Her eyes were shining in her powdered face. She was nervous. “I don't know,” she said, “this is only like the shadow of a ball.”

Outside the windows with their small panes, the night was calm and quite light. A rosy touch of day could still be seen atop Nolsoy, and all the turf roofs were illuminated by this reflected light on their north side. The East Bay lay deep down below like a black mirror. The ducks were asleep on the sand with their heads tucked under their wings.

“Oh,” said Johan Hendrik. “Whoever arranges a ball in daylight? I ought to have thought about that.”

He went out and returned with a lighted candelabrum and started lighting candles round about, on the bureau and on the bookshelves. They fluttered palely and had little effect, but the judge went outside and started closing the shutters.

“What the devil,” shouted Gabriel from the steps. He was one of the few who had been initiated into the secret plan. “Is this an evening for dark deeds?”

“I don't know,” replied Johan Hendrik. “Daylight doesn't seem to be suitable for this party. This Andreas is made of soft stuff. Hmm. But I can't sing my own praises… I haven't been able to bring myself to tell her either. But perhaps that is best. But we are going to have the devil of a day tomorrow.”

“Hi, hi, hi,” chortled Gabriel. “This is going to be one hell of a comedy.”

“Aye, give the devil an inch! There's nothing grows like lies.”

“Oh, because you're giving Barbara a taste of her own medicine. How has she herself behaved?”

“That is true,” said the judge, breathing out. “That is true. But still…”

He stroked his chin and looked thoughtfully out across the fjord. “No, no… if we say anything now I am afraid we shall not get Andreas off.”

They both went indoors, and the gaiety was by now quite palpable. Sieur Arentzen was tuning his cello and trying the tone with broad strokes of his bow. Everyone was talking noisily and the candles were shining in their eyes.

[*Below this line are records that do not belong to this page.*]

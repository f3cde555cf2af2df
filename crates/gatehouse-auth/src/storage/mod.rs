//! Store adapter traits.
//!
//! The protocol core never talks to a backend directly. It goes through:
//!
//! - [`SessionStore`] - TTL-aware put/get/remove of sessions
//! - [`GrantStore`] - token records keyed by token digest
//! - [`ClientStore`] - client registrations
//! - [`UserAuthenticator`] - resource-owner credential checks
//!
//! Adapters report failures as [`StoreError`] so the engine can tell
//! conflicts (retried) from everything else (propagated).
//!
//! In-memory implementations live in [`memory`].

pub mod memory;

use async_trait::async_trait;
use std::time::Duration;

use crate::AuthResult;
use crate::error::StoreError;
use crate::session::Session;
use crate::types::{Client, ResourceOwner, TokenRecord};

/// Result type for store adapters.
pub type StoreResult<T> = Result<T, StoreError>;

/// Session cache.
///
/// # Implementation Notes
///
/// - `put` with `ttl = None` keeps the entry until removed.
/// - A concurrent modification of the same entry must be reported as
///   [`StoreErrorKind::Conflict`](crate::error::StoreErrorKind::Conflict).
/// - Expired entries must not be returned by `get`.
#[async_trait]
pub trait SessionStore: Send + Sync {
    /// Writes the session, replacing any existing entry.
    async fn put(&self, session: &Session, ttl: Option<Duration>) -> StoreResult<()>;

    /// Reads a session by id.
    async fn get(&self, id: &str) -> StoreResult<Option<Session>>;

    /// Deletes a session. Returns `true` if an entry was removed.
    async fn remove(&self, id: &str) -> StoreResult<bool>;
}

/// Grant and token records.
///
/// Records are addressed by the SHA-256 digest of the token value.
///
/// # Security Considerations
///
/// - `remove_by_code` must be an atomic compare-and-delete: when two callers
///   race on the same record, exactly one sees `true`.
/// - Never log token values.
#[async_trait]
pub trait GrantStore: Send + Sync {
    /// Stores a token record.
    async fn put(&self, record: &TokenRecord) -> StoreResult<()>;

    /// Looks up a record by token digest.
    async fn find(&self, token_hash: &str) -> StoreResult<Option<TokenRecord>>;

    /// Deletes the record for `token_hash` if it belongs to `client_id`.
    /// Returns `true` only for the caller that actually removed it.
    async fn remove_by_code(&self, token_hash: &str, client_id: &str) -> StoreResult<bool>;

    /// Deletes the authorization code record and every token minted from it.
    async fn remove_all_by_authorization_code(&self, code_hash: &str) -> StoreResult<u64>;

    /// Deletes every token bound to a session.
    async fn remove_all_by_session(&self, session_id: &str) -> StoreResult<u64>;
}

/// Client registrations.
#[async_trait]
pub trait ClientStore: Send + Sync {
    /// Finds an active or inactive client by id.
    async fn find_by_client_id(&self, client_id: &str) -> AuthResult<Option<Client>>;

    /// Verifies a client secret against the stored hash.
    async fn verify_secret(&self, client_id: &str, secret: &str) -> AuthResult<bool>;
}

/// Resource-owner credential verification.
#[async_trait]
pub trait UserAuthenticator: Send + Sync {
    /// Returns the user when the credentials are valid.
    async fn authenticate(&self, username: &str, password: &str)
    -> AuthResult<Option<ResourceOwner>>;
}
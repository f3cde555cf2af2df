//! OAuth 2.0 client registrations.

use serde::{Deserialize, Serialize};
use std::str::FromStr;

use crate::error::AuthError;

// =============================================================================
// Grant Type
// =============================================================================

/// OAuth 2.0 grant types accepted at the token endpoint.
#[derive(Debug, Clone, Copy, PartialEq, Eq, Hash, Serialize, Deserialize)]
#[serde(rename_all = "snake_case")]
pub enum GrantType {
    /// Authorization Code flow.
    AuthorizationCode,
    /// Refresh Token flow.
    RefreshToken,
    /// Client Credentials flow.
    ClientCredentials,
    /// Resource Owner Password Credentials flow.
    Password,
}

impl GrantType {
    /// Returns the OAuth 2.0 grant_type parameter value.
    #[must_use]
    pub fn as_str(&self) -> &'static str {
        match self {
            Self::AuthorizationCode => "authorization_code",
            Self::RefreshToken => "refresh_token",
            Self::ClientCredentials => "client_credentials",
            Self::Password => "password",
        }
    }
}

impl std::fmt::Display for GrantType {
    fn fmt(&self, f: &mut std::fmt::Formatter<'_>) -> std::fmt::Result {
        write!(f, "{}", self.as_str())
    }
}

impl FromStr for GrantType {
    type Err = AuthError;

    fn from_str(s: &str) -> Result<Self, Self::Err> {
        match s {
            "authorization_code" => Ok(Self::AuthorizationCode),
            "refresh_token" => Ok(Self::RefreshToken),
            "client_credentials" => Ok(Self::ClientCredentials),
            "password" => Ok(Self::Password),
            other => Err(AuthError::unsupported_grant_type(other)),
        }
    }
}

// =============================================================================
// Client
// =============================================================================

/// A registered relying party.
#[derive(Debug, Clone, Serialize, Deserialize)]
pub struct Client {
    /// Unique client identifier used in OAuth flows.
    pub client_id: String,

    /// Argon2 hash of the client secret. `None` for public clients.
    #[serde(default, skip_serializing_if = "Option::is_none")]
    pub client_secret: Option<String>,

    /// Human-readable display name.
    #[serde(default)]
    pub name: String,

    /// Grant types this client may use.
    #[serde(default)]
    pub grant_types: Vec<GrantType>,

    /// Scopes this client may request. Empty means unrestricted.
    #[serde(default)]
    pub scopes: Vec<String>,

    /// Registered redirect URIs.
    #[serde(default)]
    pub redirect_uris: Vec<String>,

    /// Registered post-logout redirect URIs.
    #[serde(default)]
    pub post_logout_redirect_uris: Vec<String>,

    /// Front-channel logout URIs loaded in hidden frames on logout.
    #[serde(default)]
    pub frontchannel_logout_uris: Vec<String>,

    /// Append `sid=<session id>` to front-channel logout URIs.
    #[serde(default)]
    pub frontchannel_logout_session_required: bool,

    /// Whether this client is currently active.
    #[serde(default = "default_active")]
    pub active: bool,
}

fn default_active() -> bool {
    true
}

impl Client {
    /// Creates an active public client with no grants.
    #[must_use]
    pub fn new(client_id: impl Into<String>) -> Self {
        Self {
            client_id: client_id.into(),
            client_secret: None,
            name: String::new(),
            grant_types: Vec::new(),
            scopes: Vec::new(),
            redirect_uris: Vec::new(),
            post_logout_redirect_uris: Vec::new(),
            frontchannel_logout_uris: Vec::new(),
            frontchannel_logout_session_required: false,
            active: true,
        }
    }

    /// Sets the allowed grant types.
    #[must_use]
    pub fn with_grant_types(mut self, grant_types: impl IntoIterator<Item = GrantType>) -> Self {
        self.grant_types = grant_types.into_iter().collect();
        self
    }

    /// Sets the allowed scopes.
    #[must_use]
    pub fn with_scopes<S: Into<String>>(mut self, scopes: impl IntoIterator<Item = S>) -> Self {
        self.scopes = scopes.into_iter().map(Into::into).collect();
        self
    }

    /// Adds a front-channel logout URI.
    #[must_use]
    pub fn with_frontchannel_logout_uri(mut self, uri: impl Into<String>) -> Self {
        self.frontchannel_logout_uris.push(uri.into());
        self
    }

    /// Requires `sid` propagation on front-channel logout.
    #[must_use]
    pub fn with_session_required(mut self, required: bool) -> Self {
        self.frontchannel_logout_session_required = required;
        self
    }

    /// Adds a post-logout redirect URI.
    #[must_use]
    pub fn with_post_logout_redirect_uri(mut self, uri: impl Into<String>) -> Self {
        self.post_logout_redirect_uris.push(uri.into());
        self
    }

    /// Returns `true` when the client is allowed to use `grant_type`.
    #[must_use]
    pub fn supports_grant(&self, grant_type: GrantType) -> bool {
        self.grant_types.contains(&grant_type)
    }

    /// Returns `true` for clients registered with a secret.
    #[must_use]
    pub fn is_confidential(&self) -> bool {
        self.client_secret.is_some()
    }

    /// Checks if the given post-logout redirect URI is registered.
    ///
    /// The comparison ignores query parameters on both sides.
    #[must_use]
    pub fn is_post_logout_redirect_uri_allowed(&self, uri: &str) -> bool {
        let uri_without_query = uri.split('?').next().unwrap_or(uri);

        self.post_logout_redirect_uris.iter().any(|allowed| {
            let allowed_without_query = allowed.split('?').next().unwrap_or(allowed);
            allowed_without_query == uri_without_query
        })
    }

    /// Checks if the given scope is allowed for this client.
    ///
    /// An empty scopes list means all scopes are allowed.
    #[must_use]
    pub fn is_scope_allowed(&self, scope: &str) -> bool {
        self.scopes.is_empty() || self.scopes.iter().any(|allowed| allowed == scope)
    }
}
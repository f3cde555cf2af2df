//! Token signing.

pub mod jwt;

pub use jwt::{IdTokenClaims, JwtSigner, TokenSigner};
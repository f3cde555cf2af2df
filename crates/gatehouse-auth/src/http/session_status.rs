//! Session status endpoint.
//!
//! Lets relying parties poll whether the browser still has a live session
//! without triggering a login.

use axum::{
    Json,
    extract::State,
    http::{HeaderMap, StatusCode},
    response::{IntoResponse, Response},
};
use serde::{Deserialize, Serialize};

use super::{AuthState, no_store};
use crate::session::{SESSION_STATE_COOKIE, Session, extract_cookie};

/// `state` value reported when no live session exists.
pub const UNKNOWN_STATE: &str = "unknown";

/// Response body of `GET /session/status`.
#[derive(Debug, Clone, PartialEq, Eq, Serialize, Deserialize)]
pub struct SessionStatus {
    /// `authenticated`, `unauthenticated` or `unknown`.
    pub state: String,
    /// Deployment-defined state, empty when unset.
    pub custom_state: String,
    /// Authentication time in seconds since the epoch.
    pub auth_time: Option<i64>,
}

impl SessionStatus {
    /// Status for a missing or expired session.
    #[must_use]
    pub fn unknown() -> Self {
        Self {
            state: UNKNOWN_STATE.to_string(),
            custom_state: String::new(),
            auth_time: None,
        }
    }
}

impl From<&Session> for SessionStatus {
    fn from(session: &Session) -> Self {
        Self {
            state: session.state.as_str().to_string(),
            custom_state: session
                .attributes
                .custom_state()
                .unwrap_or_default()
                .to_string(),
            auth_time: session.authentication_time.map(|t| t.unix_timestamp()),
        }
    }
}

/// Handler for `GET /session/status`.
pub async fn session_status_handler(
    State(state): State<AuthState>,
    headers: HeaderMap,
) -> Response {
    let cookie = extract_cookie(&headers, SESSION_STATE_COOKIE);
    let status = state
        .sessions
        .resolve_session(cookie.as_deref())
        .await
        .as_ref()
        .map_or_else(SessionStatus::unknown, SessionStatus::from);

    no_store((StatusCode::OK, Json(status)).into_response())
}
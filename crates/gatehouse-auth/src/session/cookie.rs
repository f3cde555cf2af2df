//! Session cookies.
//!
//! The cookie value is the session id. `Secure` and `Path=/` are always set,
//! `HttpOnly` follows configuration, and `Expires` is now plus the absolute
//! session lifetime.

use axum::http::HeaderMap;
use axum::http::header::COOKIE;
use cookie::Cookie;
use time::OffsetDateTime;

use crate::config::{CookieConfig, SessionConfig};

/// Cookie carrying the OP session id.
pub const SESSION_STATE_COOKIE: &str = "session_state";
/// Cookie carrying the UMA claims-gathering session id.
pub const UMA_SESSION_STATE_COOKIE: &str = "uma_session_state";

/// Builds a `Set-Cookie` value for `session_id`.
#[must_use]
pub fn session_cookie(
    name: &str,
    session_id: &str,
    cookie: &CookieConfig,
    session: &SessionConfig,
    now: OffsetDateTime,
) -> String {
    Cookie::build((name.to_string(), session_id.to_string()))
        .path("/")
        .secure(true)
        .http_only(cookie.http_only)
        .expires(now + session.session_lifetime)
        .build()
        .to_string()
}

/// Builds a `Set-Cookie` value that deletes `name`.
#[must_use]
pub fn removal_cookie(name: &str) -> String {
    Cookie::build((name.to_string(), String::new()))
        .path("/")
        .secure(true)
        .max_age(time::Duration::ZERO)
        .build()
        .to_string()
}

/// Reads a cookie value from request headers. Empty values count as absent.
#[must_use]
pub fn extract_cookie(headers: &HeaderMap, name: &str) -> Option<String> {
    headers
        .get_all(COOKIE)
        .iter()
        .filter_map(|value| value.to_str().ok())
        .flat_map(Cookie::split_parse)
        .filter_map(Result::ok)
        .find(|c| c.name() == name)
        .map(|c| c.value().to_string())
        .filter(|v| !v.is_empty())
}
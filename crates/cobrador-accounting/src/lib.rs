//! Accounting service client for cobrador.
//!
//! Logs in through the identity provider, trades the identity token for a
//! session cookie, and reads charges and tax documents through the service's
//! batched RPC endpoints.

pub mod client;
pub mod envelope;
pub mod error;
pub mod session;

pub use client::{normalize_invoice_url, AccountingClient};
pub use envelope::decode_batch;
pub use error::{AccountingError, AccountingResult};
pub use session::{parse_session_cookie, AccountingSession};
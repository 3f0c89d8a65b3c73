//! Error types for persisted state.

use cobrador_core::CobradorError;
use thiserror::Error;

/// Result type alias using `StoreError`.
pub type StoreResult<T> = Result<T, StoreError>;

/// Store operation errors.
#[derive(Debug, Error)]
pub enum StoreError {
    /// Failed to establish or acquire a database connection.
    #[error("Database connection failed: {0}")]
    ConnectionFailed(#[source] sqlx::Error),

    /// A database migration failed to apply.
    #[error("Migration failed: {0}")]
    MigrationFailed(#[from] sqlx::migrate::MigrateError),

    /// A database query failed to execute.
    #[error("Query failed: {0}")]
    QueryFailed(#[from] sqlx::Error),

    /// No document with the given id is stored.
    #[error("Not found: {0}")]
    NotFound(String),
}

impl From<StoreError> for CobradorError {
    fn from(err: StoreError) -> Self {
        CobradorError::Storage(err.to_string())
    }
}
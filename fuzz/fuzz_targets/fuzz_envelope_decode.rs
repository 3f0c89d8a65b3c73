//! Fuzz target for the batched RPC envelope decoder.
//!
//! Run with:
//! cargo +nightly fuzz run fuzz_envelope_decode -- -max_total_time=600

#![no_main]

use cobrador_accounting::decode_batch;
use libfuzzer_sys::fuzz_target;
use serde_json::Value;

fuzz_target!(|data: &[u8]| {
    if let Ok(body) = std::str::from_utf8(data) {
        let _ = decode_batch::<Value>(body, 0);
        let _ = decode_batch::<Vec<String>>(body, 1);
    }
});
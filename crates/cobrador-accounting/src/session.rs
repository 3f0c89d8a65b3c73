//! Two-step login: identity provider password grant, then session exchange.
//!
//! The session is valid for one pass. Nothing here refreshes or caches it.

use cobrador_core::AccountingConfig;
use reqwest::header::{HeaderMap, SET_COOKIE};
use reqwest::Client;
use secrecy::{ExposeSecret, SecretString};
use serde::{Deserialize, Serialize};
use tracing::debug;

use crate::error::{AccountingError, AccountingResult};

/// Handle to an authenticated accounting session.
#[derive(Debug, Clone)]
pub struct AccountingSession {
    /// Value of the session cookie.
    pub session_id: SecretString,
    /// Account every RPC call is scoped to.
    pub account_id: String,
}

impl AccountingSession {
    /// `Cookie` header value for the given cookie name.
    pub(crate) fn cookie_header(&self, cookie_name: &str) -> String {
        format!("{cookie_name}={}", self.session_id.expose_secret())
    }
}

#[derive(Serialize)]
#[serde(rename_all = "camelCase")]
struct SignInRequest<'a> {
    email: &'a str,
    password: &'a str,
    return_secure_token: bool,
}

#[derive(Deserialize)]
#[serde(rename_all = "camelCase")]
struct SignInResponse {
    id_token: String,
}

#[derive(Serialize)]
#[serde(rename_all = "camelCase")]
struct SessionRequest<'a> {
    id_token: &'a str,
}

/// Exchanges the configured email and password for an identity token.
pub(crate) async fn sign_in(http: &Client, config: &AccountingConfig) -> AccountingResult<SecretString> {
    let api_key = config
        .api_key
        .as_ref()
        .ok_or_else(|| AccountingError::Auth("ACCOUNTING_API_KEY is not set".into()))?;
    let email = config
        .email
        .as_deref()
        .ok_or_else(|| AccountingError::Auth("ACCOUNTING_EMAIL is not set".into()))?;
    let password = config
        .password
        .as_ref()
        .ok_or_else(|| AccountingError::Auth("ACCOUNTING_PASSWORD is not set".into()))?;

    let url = format!("{}/v1/accounts:signInWithPassword", config.identity_url);
    debug!("Signing in to identity provider");
    let response = http
        .post(&url)
        .query(&[("key", api_key.expose_secret())])
        .json(&SignInRequest {
            email,
            password: password.expose_secret(),
            return_secure_token: true,
        })
        .send()
        .await
        .map_err(|e| AccountingError::Auth(format!("Identity request failed: {e}")))?;

    if !response.status().is_success() {
        let status = response.status();
        let body = response
            .text()
            .await
            .unwrap_or_else(|_| "<no body>".to_string());
        return Err(AccountingError::Auth(format!(
            "Identity provider returned {status}: {body}"
        )));
    }

    let token: SignInResponse = response
        .json()
        .await
        .map_err(|e| AccountingError::Auth(format!("Failed to parse identity response: {e}")))?;
    Ok(SecretString::new(token.id_token))
}

/// Trades an identity token for the session cookie value.
pub(crate) async fn exchange_session(
    http: &Client,
    config: &AccountingConfig,
    id_token: &SecretString,
) -> AccountingResult<SecretString> {
    let url = format!("{}/api/session", config.app_url);
    let response = http
        .post(&url)
        .json(&SessionRequest {
            id_token: id_token.expose_secret(),
        })
        .send()
        .await
        .map_err(|e| AccountingError::Auth(format!("Session request failed: {e}")))?;

    let status = response.status();
    if !status.is_success() {
        return Err(AccountingError::Auth(format!(
            "Session exchange returned {status}"
        )));
    }

    if response.headers().get(SET_COOKIE).is_none() {
        return Err(AccountingError::Auth(
            "Session exchange returned no cookie".into(),
        ));
    }

    parse_session_cookie(response.headers(), &config.session_cookie).ok_or_else(|| {
        AccountingError::Auth(format!(
            "Session exchange returned no '{}' cookie",
            config.session_cookie
        ))
    })
}

/// Finds the value of cookie `name` among the `Set-Cookie` headers.
///
/// Attributes after the first `;` are ignored. An empty value counts as
/// absent.
#[must_use]
pub fn parse_session_cookie(headers: &HeaderMap, name: &str) -> Option<SecretString> {
    headers
        .get_all(SET_COOKIE)
        .iter()
        .filter_map(|value| value.to_str().ok())
        .filter_map(|cookie| {
            let pair = cookie.split(';').next()?;
            let (key, value) = pair.split_once('=')?;
            (key.trim() == name && !value.trim().is_empty()).then(|| value.trim().to_string())
        })
        .next()
        .map(SecretString::new)
}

“Well, there we are, there we are,” said Johan Hendrik, rubbing his hands. “Now everything is as it should be.”

He grasped his flute and produced a long trill.

“Yes, now it is…!” shouted Barbara. And her voice betrayed enthusiasm like warm sunshine. She betrayed a childish delight, and the whole of her body was moving.

“Aye, Barbara, we are fooling you, fooling you…” thought Johan Hendrik.

But Barbara clapped her hands and said: “I suggest for fun that we pretend this is a school of dancing. And Andreas shall be the dancing master and tell us when we are not dancing according to the fashion. Isn't that a good idea?”

Andreas stood there, pale and wearing his most gallant suit. But when the flute and cello started to blend their voices, his heart was fired and all his carefree spirit came upon him. But he completely forgot to be the dancing master.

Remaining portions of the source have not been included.